Problem statement: Exactly the lines from the one holding "push_vertex(&mut contour, &data.values);" to the end of the listing, both ends included, make up the expected answer.
--- Data records ---
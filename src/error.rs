use core::fmt;

use crate::frame::FrameError;

/// Error reported by radio commands and completion callbacks
///
/// `Fail` and `InvalidArgs` are returned synchronously by commands.
/// `Abort`, `NoAck` and `ChannelAccessFailure` only reach the caller through
/// [`RadioHandler`](crate::RadioHandler) callbacks.
#[derive(Debug, Clone, Copy, PartialEq, Eq)]
#[cfg_attr(feature = "defmt", derive(defmt::Format))]
pub enum Error {
    /// The request could not be honored (wrong state, hardware refused)
    Fail,
    /// One or more parameters are malformed
    InvalidArgs,
    /// The receive or transmit sequence was aborted
    Abort,
    /// The frame was sent but the expected ACK never arrived
    NoAck,
    /// The channel was busy, the frame never went out
    ChannelAccessFailure,
}

impl fmt::Display for Error {
    fn fmt(&self, f: &mut fmt::Formatter<'_>) -> fmt::Result {
        let msg = match self {
            Error::Fail => "operation failed",
            Error::InvalidArgs => "invalid arguments",
            Error::Abort => "operation aborted",
            Error::NoAck => "no ack received",
            Error::ChannelAccessFailure => "channel access failure",
        };
        f.write_str(msg)
    }
}

/// Failure of the hardware layer behind [`Phy`](crate::Phy)
#[derive(Debug, Clone, Copy, PartialEq, Eq)]
#[cfg_attr(feature = "defmt", derive(defmt::Format))]
pub enum PhyError {
    /// Transceiver did not answer
    NotFound,
    /// Bus transfer (spi, uart, ...) failed
    Bus,
    Gpio,
    /// Hardware is still busy with a previous request
    Busy,
    /// Hardware rejected the request
    Rejected,
}

impl From<PhyError> for Error {
    fn from(_: PhyError) -> Self {
        Error::Fail
    }
}

impl From<FrameError> for Error {
    fn from(_: FrameError) -> Self {
        Error::InvalidArgs
    }
}
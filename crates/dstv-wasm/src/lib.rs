#![deny(warnings)]
#![deny(clippy::all)]
#![deny(clippy::pedantic)]
#![deny(clippy::nursery)]
#![deny(missing_docs)]
#![deny(unsafe_code)]
#![deny(clippy::unwrap_used)]
#![deny(clippy::expect_used)]
#![deny(clippy::panic)]
#![deny(clippy::indexing_slicing)]
#![allow(clippy::module_name_repetitions)]
#![allow(clippy::must_use_candidate)]

//! `dstv-wasm`: DSTV NC1 import with lexing, block decoding and cut
//! reconstruction for steel-fabrication files.

pub mod decode;
pub mod document;
pub mod error;
pub mod geometry;
pub mod lexer;
pub mod validate;

use std::borrow::Cow;

use wasm_bindgen::prelude::*;

use crate::document::Nc1Document;
use crate::error::Nc1Error;
use crate::geometry::ProfileContext;
use crate::lexer::Token;

/// Initialize the WASM module. Sets up the panic hook for debugging.
#[wasm_bindgen(start)]
pub fn init() {
    console_error_panic_hook::set_once();
}

/// Parse an NC1 file from raw bytes.
///
/// `profile` is an optional `{ length, width, height }` object; pass
/// `undefined` or `null` to take the dimensions from the file header.
/// Returns the `Nc1Document` as a `JsValue` via `serde-wasm-bindgen`.
///
/// # Errors
///
/// Returns a descriptive error string for empty input or an unusable
/// profile.
#[wasm_bindgen]
pub fn parse_nc1(data: &[u8], profile: JsValue) -> Result<JsValue, JsValue> {
    let profile = if profile.is_undefined() || profile.is_null() {
        None
    } else {
        let profile: ProfileContext = serde_wasm_bindgen::from_value(profile)
            .map_err(|e| JsValue::from_str(&e.to_string()))?;
        Some(profile)
    };
    let doc = parse_nc1_internal(data, profile).map_err(|e| JsValue::from_str(&e.to_string()))?;
    serde_wasm_bindgen::to_value(&doc).map_err(|e| JsValue::from_str(&e.to_string()))
}

/// Internal parse logic shared between the wasm export and native tests.
#[doc(hidden)]
pub fn parse_nc1_internal(
    data: &[u8],
    profile: Option<ProfileContext>,
) -> Result<Nc1Document, Nc1Error> {
    if let Some(profile) = &profile {
        profile.validate()?;
    }
    let text = decode_text(data)?;
    Ok(document::parse(&text, profile))
}

/// Tokenize an NC1 file from raw bytes.
///
/// Returns the token list as a `JsValue` via `serde-wasm-bindgen`.
///
/// # Errors
///
/// Returns a descriptive error string for empty input.
#[wasm_bindgen]
pub fn tokenize_nc1(data: &[u8]) -> Result<JsValue, JsValue> {
    let tokens = tokenize_nc1_internal(data).map_err(|e| JsValue::from_str(&e.to_string()))?;
    serde_wasm_bindgen::to_value(&tokens).map_err(|e| JsValue::from_str(&e.to_string()))
}

/// Internal tokenize logic shared between the wasm export and native tests.
#[doc(hidden)]
pub fn tokenize_nc1_internal(data: &[u8]) -> Result<Vec<Token>, Nc1Error> {
    let text = decode_text(data)?;
    Ok(lexer::tokenize(&text))
}

/// Decodes the input bytes, replacing invalid UTF-8 (8-bit exports).
fn decode_text(data: &[u8]) -> Result<Cow<'_, str>, Nc1Error> {
    if data.is_empty() {
        return Err(Nc1Error::EmptyInput);
    }
    let text = String::from_utf8_lossy(data);
    if matches!(text, Cow::Owned(_)) {
        tracing::debug!(bytes = data.len(), "input is not valid UTF-8, decoded lossily");
    }
    Ok(text)
}
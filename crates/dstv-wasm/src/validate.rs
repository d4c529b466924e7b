//! Structural checks over a segmented token stream.
//!
//! Validation only reports. Every issue found here still leaves the file
//! importable with whatever the decoders could recover.

use std::fmt;

use crate::decode::{contour, Segments};
use crate::geometry::is_closed;
use crate::lexer::{BlockKind, Token, TokenKind};

/// A structural problem found in an NC1 file.
#[derive(Debug, Clone, PartialEq, Eq)]
pub enum ValidationIssue {
    /// No `ST` header block.
    MissingHeader,
    /// No `EN` end marker.
    MissingEnd,
    /// A block with no payload.
    EmptyBlock {
        /// Block keyword.
        kind: BlockKind,
        /// Line of the keyword.
        line: usize,
    },
    /// An `AK` contour whose last point does not return to the first.
    OpenContour {
        /// Line of the `AK` keyword.
        line: usize,
    },
    /// A word the lexer could not classify.
    UnknownToken {
        /// Source line.
        line: usize,
        /// Source column.
        column: usize,
        /// Source text.
        raw: String,
    },
    /// A payload token outside of any block.
    StrayToken {
        /// Source line.
        line: usize,
        /// Source text.
        raw: String,
    },
}

impl fmt::Display for ValidationIssue {
    fn fmt(&self, f: &mut fmt::Formatter<'_>) -> fmt::Result {
        match self {
            Self::MissingHeader => write!(f, "missing {} header block", BlockKind::Header),
            Self::MissingEnd => f.write_str("missing EN end marker"),
            Self::EmptyBlock { kind, line } => write!(f, "line {line}: empty {kind} block"),
            Self::OpenContour { line } => {
                write!(f, "line {line}: external contour is not closed")
            }
            Self::UnknownToken { line, column, raw } => {
                write!(f, "line {line}, column {column}: unrecognized token '{raw}'")
            }
            Self::StrayToken { line, raw } => {
                write!(f, "line {line}: '{raw}' is outside of any block")
            }
        }
    }
}

/// Checks a tokenized file and its segmentation.
pub fn validate(tokens: &[Token], segments: &Segments<'_>) -> Vec<ValidationIssue> {
    let mut issues = Vec::new();

    if !segments.blocks.iter().any(|b| b.kind == BlockKind::Header) {
        issues.push(ValidationIssue::MissingHeader);
    }
    if !segments.has_end {
        issues.push(ValidationIssue::MissingEnd);
    }

    for block in &segments.blocks {
        if block.payload().next().is_none() {
            issues.push(ValidationIssue::EmptyBlock {
                kind: block.kind,
                line: block.line,
            });
            continue;
        }
        if block.kind == BlockKind::ExternalContour {
            let points = contour::collect(block.tokens).points();
            if points.len() >= 2 && !is_closed(&points) {
                issues.push(ValidationIssue::OpenContour { line: block.line });
            }
        }
    }

    issues.extend(
        tokens
            .iter()
            .filter(|t| t.kind == TokenKind::Unknown)
            .map(|t| ValidationIssue::UnknownToken {
                line: t.line,
                column: t.column,
                raw: t.raw.clone(),
            }),
    );
    issues.extend(segments.stray.iter().map(|t| ValidationIssue::StrayToken {
        line: t.line,
        raw: t.raw.clone(),
    }));

    issues
}
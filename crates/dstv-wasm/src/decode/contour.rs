//! Point accumulation shared by the `AK` and `IK` decoders.
//!
//! A contour line contributes one vertex. The first line of a contour usually
//! carries the face letter and is lexed as a face-data record; continuation
//! lines are plain numbers:
//!
//! ```text
//! AK
//!   v      0.00u     0.00     0.00
//!       2259.98     0.00     0.00
//! ```

use crate::geometry::Point;
use crate::lexer::{Face, Token, TokenKind};

/// One contour vertex with the optional third field of its line.
#[derive(Debug, Clone, Copy, PartialEq)]
pub struct ContourVertex {
    /// Vertex position.
    pub point: Point,
    /// Third numeric field (radius or depth, depending on the block).
    pub extra: Option<f64>,
}

/// Vertices of one contour block and the last face letter seen.
#[derive(Debug, Clone, Default, PartialEq)]
pub struct ContourPoints {
    /// Face of the contour.
    pub face: Option<Face>,
    /// Vertices in source order.
    pub vertices: Vec<ContourVertex>,
}

impl ContourPoints {
    /// Vertex positions.
    pub fn points(&self) -> Vec<Point> {
        self.vertices.iter().map(|v| v.point).collect()
    }
}

/// Collects the contour vertices of a block's tokens.
///
/// Face-data records with at least two values and lines holding at least two
/// plain numbers each give one vertex; anything shorter is skipped.
pub fn collect(tokens: &[Token]) -> ContourPoints {
    let mut contour = ContourPoints::default();
    let mut pending: Vec<f64> = Vec::new();
    let mut pending_line = 0;

    for token in tokens {
        match &token.kind {
            TokenKind::FaceData(data) => {
                flush(&mut contour, &mut pending);
                contour.face = Some(data.face);
                push_vertex(&mut contour, &data.values);
            }
            _ => {
                let Some(value) = token.number() else {
                    continue;
                };
                if token.line != pending_line {
                    flush(&mut contour, &mut pending);
                    pending_line = token.line;
                }
                pending.push(value);
            }
        }
    }
    flush(&mut contour, &mut pending);

    contour
}

fn flush(contour: &mut ContourPoints, pending: &mut Vec<f64>) {
    push_vertex(contour, pending);
    pending.clear();
}

fn push_vertex(contour: &mut ContourPoints, values: &[f64]) {
    if let [x, y, rest @ ..] = values {
        contour.vertices.push(ContourVertex {
            point: Point::new(*x, *y),
            extra: rest.first().copied(),
        });
    } else if !values.is_empty() {
        tracing::trace!(fields = values.len(), "contour line too short, skipped");
    }
}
---
Answer to this problem:
                push_vertex(&mut contour, &data.values);
            }
            _ => {
                let Some(value) = token.number() else {
                    continue;
                };
                if token.line != pending_line {
                    flush(&mut contour, &mut pending);
                    pending_line = token.line;
                }
                pending.push(value);
            }
        }
    }
    flush(&mut contour, &mut pending);

    contour
}

fn flush(contour: &mut ContourPoints, pending: &mut Vec<f64>) {
    push_vertex(contour, pending);
    pending.clear();
}

fn push_vertex(contour: &mut ContourPoints, values: &[f64]) {
    if let [x, y, rest @ ..] = values {
        contour.vertices.push(ContourVertex {
            point: Point::new(*x, *y),
            extra: rest.first().copied(),
        });
    } else if !values.is_empty() {
        tracing::trace!(fields = values.len(), "contour line too short, skipped");
    }
}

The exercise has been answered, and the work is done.